Al día siguiente, partimos de madrugada. Teníamos que darnos prisa, porque nos hallábamos a cinco jornadas del punto de bifurcación de la galería subterránea.
No me detendré a detallar los sufrimientos de nuestro viaje de vuelta. Mi tío los soportó con la cólera de un hombre que no se siente ya más fuerte que ellos mismos; Hans, con la resignación de su naturaleza pacífica; yo, fuerza es que lo confiese, quejándome y desesperándome, sin valor para luchar contra mi mala estrella.

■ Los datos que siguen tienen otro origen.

//! Integration tests for the rvx CLI

use std::process::Command;

fn rvx() -> Command {
    let mut command = Command::new(env!("CARGO_BIN_EXE_rvx"));
    command.env_remove("RVX_VERSION_POLICY");
    command
}

#[test]
fn test_cli_version() {
    let output = rvx()
        .arg("--version")
        .output()
        .expect("Failed to execute rvx");

    assert!(output.status.success());
    let stdout = String::from_utf8_lossy(&output.stdout);
    assert!(stdout.contains("rvx"));
}

#[test]
fn test_cli_help() {
    let output = rvx().arg("--help").output().expect("Failed to execute rvx");

    assert!(output.status.success());
    let stdout = String::from_utf8_lossy(&output.stdout);
    assert!(stdout.contains("packages"));
    assert!(stdout.contains("patches"));
    assert!(stdout.contains("needs-resources"));
    assert!(stdout.contains("keygen"));
}

#[test]
fn test_cli_invalid_command() {
    let output = rvx()
        .arg("invalid-command")
        .output()
        .expect("Failed to execute rvx");

    assert!(!output.status.success());
    let stderr = String::from_utf8_lossy(&output.stderr);
    assert!(stderr.contains("unrecognized subcommand"));
}

#[test]
fn test_patches_lists_compatible_json() {
    let dir = tempfile::tempdir().unwrap();
    let bundle = dir.path().join("patches.json");
    std::fs::write(
        &bundle,
        r#"[
            {"name": "hide-ads", "compatible_packages": [{"name": "com.example", "versions": ["1.0"]}]},
            {"name": "other", "compatible_packages": [{"name": "org.other"}]}
        ]"#,
    )
    .unwrap();
    let config = dir.path().join("config.toml");
    std::fs::write(
        &config,
        format!("[paths]\ncache_dir = {:?}\n", dir.path().join("cache")),
    )
    .unwrap();

    let output = rvx()
        .arg("--json")
        .arg("--config")
        .arg(&config)
        .arg("--bundle")
        .arg(&bundle)
        .args(["patches", "--package", "com.example", "--version", "1.0"])
        .output()
        .expect("Failed to execute rvx");

    assert!(output.status.success());
    let stdout: serde_json::Value = serde_json::from_slice(&output.stdout).unwrap();
    assert_eq!(stdout["type"], "PatchList");
    assert_eq!(stdout["data"][0]["name"], "hide-ads");
    assert_eq!(stdout["data"].as_array().unwrap().len(), 1);
}

#[test]
fn test_keygen_writes_keys() {
    let dir = tempfile::tempdir().unwrap();
    let secret = dir.path().join("release.key");
    let public = dir.path().join("release.pub");
    let config = dir.path().join("config.toml");
    std::fs::write(
        &config,
        format!("[paths]\ncache_dir = {:?}\n", dir.path().join("cache")),
    )
    .unwrap();

    let output = rvx()
        .arg("--config")
        .arg(&config)
        .arg("keygen")
        .arg("--secret")
        .arg(&secret)
        .arg("--public")
        .arg(&public)
        .output()
        .expect("Failed to execute rvx");

    assert!(output.status.success());
    assert!(secret.exists());
    assert!(public.exists());
}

Como lo había previsto, faltó el agua por completo al finalizar la primera jornada; nuestra provisión de líquido quedó entonces reducida a ginebra; pero este licor infernal nos abrasaba el gaznate, y ni siquiera su vista podía soportar. La temperatura ambiente me parecía sofocante. El cansancio paralizaba mis miembros. Más de una vez estuve a punto de caer sin movimiento. Entonces hacíamos alto, y mi tío y el islandés me animaban todo lo mejor que podían. Pero yo bien veía que el primero apenas podía defenderse contra el extremado cansancio y las torturas nacidas de la privación de agua.
Por fin, el 8 de julio, arrastrándonos sobre las rodillas y las manos, llegamos, medio muertos, al punto de intersección de las dos galerías. Allí permanecí como una masa inerte, tendido sobre la lava. Eran las diez de la mañana.